We spent the next 30 minutes watching the dark silhouettes of deer grazing in the field. As the sun began to rise, a mature 8-point emerged from the tree line. He was by far the biggest buck Kylie had seen all season, and she wasted no time. “Can I shoot him?” she asked. “Just be patient,” I advised. “We’ll be here for several days and he’s not going anywhere. You never know, an even bigger buck might walk out any second.”
Kylie reluctantly conceded and continued to scan the field with her binoculars. About an hour later I saw him — big-bodied buck with a massive rack was cautiously working his way out of the tree line. I kept quiet and waited for Kylie to make the discovery. When her gaze shifted left toward the buck, her jaw dropped and her eyes widened. She leaned forward, blinking repeatedly while giving a fleeting headshake as if to confirm what she was seeing was indeed real. She slowly turned and looked at me with the cliché deer-in-the-headlights facial expression. I smiled confidently, gave an affirmative head nod and shouldered my rifle.
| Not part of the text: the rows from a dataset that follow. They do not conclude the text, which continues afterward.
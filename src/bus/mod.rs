//! # Bus Module
//!
//! Handles the SPI link to the pad port.
//!
//! This module handles:
//! - The [`Transport`] capability the protocol engine runs on
//! - Opening the Raspberry Pi SPI controller, one slave select per pad
//! - Applying mode, word size, clock speed and inter-transfer delay

pub mod transport;

pub use transport::{BusSettings, SpiMode, Transport};

use rppal::spi::{Bus, Mode, Segment, SlaveSelect, Spi};
use tracing::{debug, info};

use crate::error::{PadError, Result};
use crate::pad::state::PadChannel;
use transport::check_lengths;

/// Pad port on the Raspberry Pi SPI controller
///
/// Owns one `Spi` handle per channel; channel `n` is wired to the `n`th
/// slave-select line given at open time. Handles close on drop.
pub struct SpiBus {
    handles: Vec<Spi>,
    bus: u8,
    slave_selects: Vec<u8>,
    delay_us: u16,
}

impl std::fmt::Debug for SpiBus {
    fn fmt(&self, f: &mut std::fmt::Formatter<'_>) -> std::fmt::Result {
        f.debug_struct("SpiBus")
            .field("bus", &self.bus)
            .field("slave_selects", &self.slave_selects)
            .field("delay_us", &self.delay_us)
            .finish_non_exhaustive()
    }
}

impl SpiBus {
    /// Open the SPI controller `bus` with one handle per slave select
    ///
    /// # Arguments
    ///
    /// * `bus` - SPI controller index (0-6)
    /// * `slave_selects` - Slave-select line for each pad, in channel order
    ///
    /// # Errors
    ///
    /// Returns `InvalidArgument` for an unknown bus or slave-select index and
    /// `Transport` if the kernel device cannot be opened.
    ///
    /// # Examples
    ///
    /// ```no_run
    /// use psxpad::bus::SpiBus;
    ///
    /// let bus = SpiBus::open(0, &[0])?;
    /// # Ok::<(), Box<dyn std::error::Error>>(())
    /// ```
    pub fn open(bus: u8, slave_selects: &[u8]) -> Result<Self> {
        let spi_bus = map_bus(bus)?;
        let defaults = BusSettings::default();

        let mut handles = Vec::with_capacity(slave_selects.len());
        for &ss in slave_selects {
            debug!("Opening SPI{} slave select {}", bus, ss);
            let spi = Spi::new(spi_bus, map_slave_select(ss)?, defaults.clock_hz, map_mode(defaults.mode))
                .map_err(|e| PadError::Transport(format!("Failed to open SPI{}.{}: {}", bus, ss, e)))?;
            handles.push(spi);
        }

        info!("Opened SPI{} with slave selects {:?}", bus, slave_selects);

        Ok(Self {
            handles,
            bus,
            slave_selects: slave_selects.to_vec(),
            delay_us: defaults.delay_us,
        })
    }

    fn handle(&self, channel: PadChannel) -> Result<&Spi> {
        self.handles.get(channel.index()).ok_or_else(|| {
            PadError::InvalidArgument(format!(
                "channel {} has no slave select on SPI{}",
                channel.index(),
                self.bus
            ))
        })
    }
}

impl Transport for SpiBus {
    fn configure(&mut self, settings: &BusSettings) -> Result<()> {
        for (spi, ss) in self.handles.iter().zip(&self.slave_selects) {
            spi.set_mode(map_mode(settings.mode))
                .map_err(|e| PadError::Transport(format!("Failed to set mode on SPI{}.{}: {}", self.bus, ss, e)))?;
            spi.set_bits_per_word(settings.bits_per_word)
                .map_err(|e| PadError::Transport(format!("Failed to set word size on SPI{}.{}: {}", self.bus, ss, e)))?;
            spi.set_clock_speed(settings.clock_hz)
                .map_err(|e| PadError::Transport(format!("Failed to set clock on SPI{}.{}: {}", self.bus, ss, e)))?;
        }
        self.delay_us = settings.delay_us;

        info!(
            "SPI{} configured: mode {:?}, {} bits per word, {} Hz ({} kHz), {} us delay",
            self.bus,
            settings.mode,
            settings.bits_per_word,
            settings.clock_hz,
            settings.clock_hz / 1000,
            settings.delay_us
        );
        Ok(())
    }

    fn transfer(&mut self, channel: PadChannel, tx: &[u8], rx: &mut [u8]) -> Result<()> {
        check_lengths(tx, rx)?;

        let delay_us = self.delay_us;
        let spi = self.handle(channel)?;

        let mut segment = Segment::new(rx, tx);
        segment.set_delay(delay_us);

        spi.transfer_segments(&[segment])
            .map_err(|e| PadError::Transport(format!("Failed to transfer on channel {}: {}", channel.index(), e)))
    }
}

fn map_bus(bus: u8) -> Result<Bus> {
    match bus {
        0 => Ok(Bus::Spi0),
        1 => Ok(Bus::Spi1),
        2 => Ok(Bus::Spi2),
        3 => Ok(Bus::Spi3),
        4 => Ok(Bus::Spi4),
        5 => Ok(Bus::Spi5),
        6 => Ok(Bus::Spi6),
        other => Err(PadError::InvalidArgument(format!("SPI bus {} does not exist (0-6)", other))),
    }
}

fn map_slave_select(ss: u8) -> Result<SlaveSelect> {
    match ss {
        0 => Ok(SlaveSelect::Ss0),
        1 => Ok(SlaveSelect::Ss1),
        2 => Ok(SlaveSelect::Ss2),
        other => Err(PadError::InvalidArgument(format!("slave select {} is not supported (0-2)", other))),
    }
}

fn map_mode(mode: SpiMode) -> Mode {
    match mode {
        SpiMode::Mode0 => Mode::Mode0,
        SpiMode::Mode1 => Mode::Mode1,
        SpiMode::Mode2 => Mode::Mode2,
        SpiMode::Mode3 => Mode::Mode3,
    }
}

#[cfg(test)]
mod tests {
    use super::*;

    #[test]
    fn test_map_bus() {
        assert!(matches!(map_bus(0), Ok(Bus::Spi0)));
        assert!(matches!(map_bus(6), Ok(Bus::Spi6)));
        assert!(matches!(map_bus(7), Err(PadError::InvalidArgument(_))));
    }

    #[test]
    fn test_map_slave_select() {
        assert!(matches!(map_slave_select(0), Ok(SlaveSelect::Ss0)));
        assert!(matches!(map_slave_select(1), Ok(SlaveSelect::Ss1)));
        assert!(map_slave_select(9).is_err());
    }

    #[test]
    fn test_map_mode() {
        assert!(matches!(map_mode(SpiMode::Mode3), Mode::Mode3));
        assert!(matches!(map_mode(SpiMode::Mode0), Mode::Mode0));
    }

    #[test]
    fn test_open_invalid_bus_returns_error() {
        let result = SpiBus::open(9, &[0]);
        match result {
            Err(PadError::InvalidArgument(msg)) => assert!(msg.contains("SPI bus 9")),
            other => panic!("Expected InvalidArgument, got: {:?}", other),
        }
    }

    // Integration test - only runs on a Raspberry Pi with SPI enabled
    #[test]
    #[ignore] // Run with: cargo test -- --ignored
    fn test_poll_with_real_hardware() {
        use crate::protocol::command::POLL;
        use crate::protocol::frame::reverse_in_place;

        let mut bus = SpiBus::open(0, &[0]).expect("SPI0.0 not available");
        bus.configure(&BusSettings::default()).unwrap();

        let mut tx = POLL;
        reverse_in_place(&mut tx);
        let mut rx = [0u8; 21];
        bus.transfer(PadChannel::new(0), &tx, &mut rx).unwrap();
        reverse_in_place(&mut rx);

        println!("Poll response: {:02X?}", rx);
    }
}
//! # Pad Command Catalog
//!
//! Byte-exact templates for every command the host sends. Byte 0 is the
//! pad address, byte 1 the opcode, the rest is opcode specific. Templates
//! are `const` and never edited; pads keep their own working copies of the
//! commands that carry per-pad parameters.

/// Address byte that opens every command frame
pub const PAD_ADDRESS: u8 = 0x01;

/// Poll buttons and axes; bytes 3-4 carry the motor levels
pub const OPCODE_POLL: u8 = 0x42;

/// Enter or exit a config session (byte 3 selects which)
pub const OPCODE_CONFIG: u8 = 0x43;

/// Set digital/analog mode and lock
pub const OPCODE_SET_MODE: u8 = 0x44;

/// Initialize pressure sensitive buttons
pub const OPCODE_INIT_PRESSURE: u8 = 0x40;

/// Map motor bytes of the poll command to the motors
pub const OPCODE_ENABLE_MOTORS: u8 = 0x4D;

/// Select which response bytes are reported (all pressures)
pub const OPCODE_ALL_PRESSURE: u8 = 0x4F;

/// Poll frame length: header (3) + 18 data bytes
pub const POLL_LEN: usize = 21;

/// Length of every config session command
pub const CONFIG_LEN: usize = 9;

/// Largest frame exchanged with a pad
pub const MAX_COMMAND_LEN: usize = POLL_LEN;

/// Offset of the small motor level in the poll command
pub const POLL_MOTOR1_OFFSET: usize = 3;

/// Offset of the large motor level in the poll command
pub const POLL_MOTOR2_OFFSET: usize = 4;

/// Offset of the analog flag in the set-mode command
pub const SET_MODE_ANALOG_OFFSET: usize = 3;

/// Offset of the lock flag in the set-mode command
pub const SET_MODE_LOCK_OFFSET: usize = 4;

/// Offset of the motor 1 mapping in the enable-motors command
pub const ENABLE_MOTOR1_OFFSET: usize = 3;

/// Offset of the motor 2 mapping in the enable-motors command
pub const ENABLE_MOTOR2_OFFSET: usize = 4;

/// Set-mode value selecting analog reporting
pub const MODE_ANALOG: u8 = 0x01;
/// Set-mode value selecting digital reporting
pub const MODE_DIGITAL: u8 = 0x00;
/// Set-mode value locking the mode button on the pad
pub const MODE_LOCKED: u8 = 0x03;
/// Set-mode value leaving the mode button usable
pub const MODE_UNLOCKED: u8 = 0x00;

/// Enable-motors value mapping motor 1 to poll byte 3
pub const MOTOR1_MAPPED: u8 = 0x00;
/// Enable-motors value mapping motor 2 to poll byte 4
pub const MOTOR2_MAPPED: u8 = 0x01;
/// Enable-motors value leaving a motor unmapped
pub const MOTOR_UNMAPPED: u8 = 0xFF;

pub const POLL: [u8; POLL_LEN] = [
    PAD_ADDRESS, OPCODE_POLL, 0x00, 0x00, 0x00, 0x00, 0x00, 0x00, 0x00, 0x00, 0x00, 0x00, 0x00,
    0x00, 0x00, 0x00, 0x00, 0x00, 0x00, 0x00, 0x00,
];

pub const ENTER_CONFIG: [u8; CONFIG_LEN] =
    [PAD_ADDRESS, OPCODE_CONFIG, 0x00, 0x01, 0x00, 0x00, 0x00, 0x00, 0x00];

pub const EXIT_CONFIG: [u8; CONFIG_LEN] =
    [PAD_ADDRESS, OPCODE_CONFIG, 0x00, 0x00, 0x5A, 0x5A, 0x5A, 0x5A, 0x5A];

pub const SET_MODE: [u8; CONFIG_LEN] =
    [PAD_ADDRESS, OPCODE_SET_MODE, 0x00, 0x01, 0x00, 0x00, 0x00, 0x00, 0x00];

pub const INIT_PRESSURE: [u8; CONFIG_LEN] =
    [PAD_ADDRESS, OPCODE_INIT_PRESSURE, 0x00, 0x00, 0x02, 0x00, 0x00, 0x00, 0x00];

pub const ALL_PRESSURE: [u8; CONFIG_LEN] =
    [PAD_ADDRESS, OPCODE_ALL_PRESSURE, 0x00, 0xFF, 0xFF, 0x03, 0x00, 0x00, 0x00];

pub const ENABLE_MOTORS: [u8; CONFIG_LEN] =
    [PAD_ADDRESS, OPCODE_ENABLE_MOTORS, 0x00, 0xFF, 0xFF, 0xFF, 0xFF, 0xFF, 0xFF];

/// Named commands, used for logging handshake steps
#[derive(Debug, Clone, Copy, PartialEq, Eq)]
pub enum CommandKind {
    Poll,
    EnterConfig,
    ExitConfig,
    SetMode,
    InitPressure,
    AllPressure,
    EnableMotors,
}

impl CommandKind {
    /// All commands in catalog order
    pub const ALL: [CommandKind; 7] = [
        CommandKind::Poll,
        CommandKind::EnterConfig,
        CommandKind::ExitConfig,
        CommandKind::SetMode,
        CommandKind::InitPressure,
        CommandKind::AllPressure,
        CommandKind::EnableMotors,
    ];

    /// Shared template bytes for this command
    pub fn template(self) -> &'static [u8] {
        match self {
            CommandKind::Poll => &POLL,
            CommandKind::EnterConfig => &ENTER_CONFIG,
            CommandKind::ExitConfig => &EXIT_CONFIG,
            CommandKind::SetMode => &SET_MODE,
            CommandKind::InitPressure => &INIT_PRESSURE,
            CommandKind::AllPressure => &ALL_PRESSURE,
            CommandKind::EnableMotors => &ENABLE_MOTORS,
        }
    }

    /// Frame length; a response is always the same length
    pub fn frame_len(self) -> usize {
        self.template().len()
    }

    pub fn opcode(self) -> u8 {
        self.template()[1]
    }

    pub fn name(self) -> &'static str {
        match self {
            CommandKind::Poll => "poll",
            CommandKind::EnterConfig => "enter-config",
            CommandKind::ExitConfig => "exit-config",
            CommandKind::SetMode => "set-mode",
            CommandKind::InitPressure => "init-pressure",
            CommandKind::AllPressure => "all-pressure",
            CommandKind::EnableMotors => "enable-motors",
        }
    }
}

impl std::fmt::Display for CommandKind {
    fn fmt(&self, f: &mut std::fmt::Formatter<'_>) -> std::fmt::Result {
        f.write_str(self.name())
    }
}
“Are you ready?” I whispered. “Not yet, Dad,” she replied in panicked hesitation. “My hands are shaking. I’m breathing too fast and I can feel my heart beating in my chest.”
I wanted to say, “I know, me too!” but I calmly reassured her that what she was feeling was quite normal. “It’s okay. It’s called buck fever. This is what you’ve been waiting for. Put the red-dot just behind his shoulder like we practiced and watch him for a few minutes. Try to calm down and let me know when you’re ready.”
The next 30 seconds seemed like an eternity. “Ok, I’m ready,” she finally whispered. The countdown began. “3-2-1-shoot.” Two shots rang through the air. The buck buckled, attempted to flee and fell still after taking only a few steps. “I got him!” she shouted in triumph.
I honestly have no words to express my emotions at that point. I knew with confidence we both would remember this moment forever. A memory we would carry with us for the remainder of our lives had just occurred. It was special on a level I cannot describe.
After high-fives and hugs we sprang from the blind and raced toward her buck as she chattered with excitement. “That was a perfect shot!” “Can you believe how big he is?” “He’s way bigger than Katelyn’s (big sister)!” “Is he as big as yours?” “I can’t wait to show everyone!”
As we approached the buck, her face beamed with excitement. She was ecstatic as she straddled her trophy and struggled to lift the antlers to pose for the first picture. The deer’s head and neck weighed more than she did, but I was more than happy to step in and help. I soon texted the announcement to the entire family. Within the hour we were joined by mom and big sister, grandparents, aunts, uncles and cousins. Everyone gathered together to offer congratulations and join in the celebration.
Remarkable side note: While field-dressing the deer we were amazed to find that two rounds had passed through the heart. Two perfect shots provided the perfect closure to a perfect hunting trip.
On that Thanksgiving I had one more thing to be thankful for, a father-daughter experience and memory that will last forever. As far as Kylie’s childhood memories go, it was among the best. I had accomplished my goal.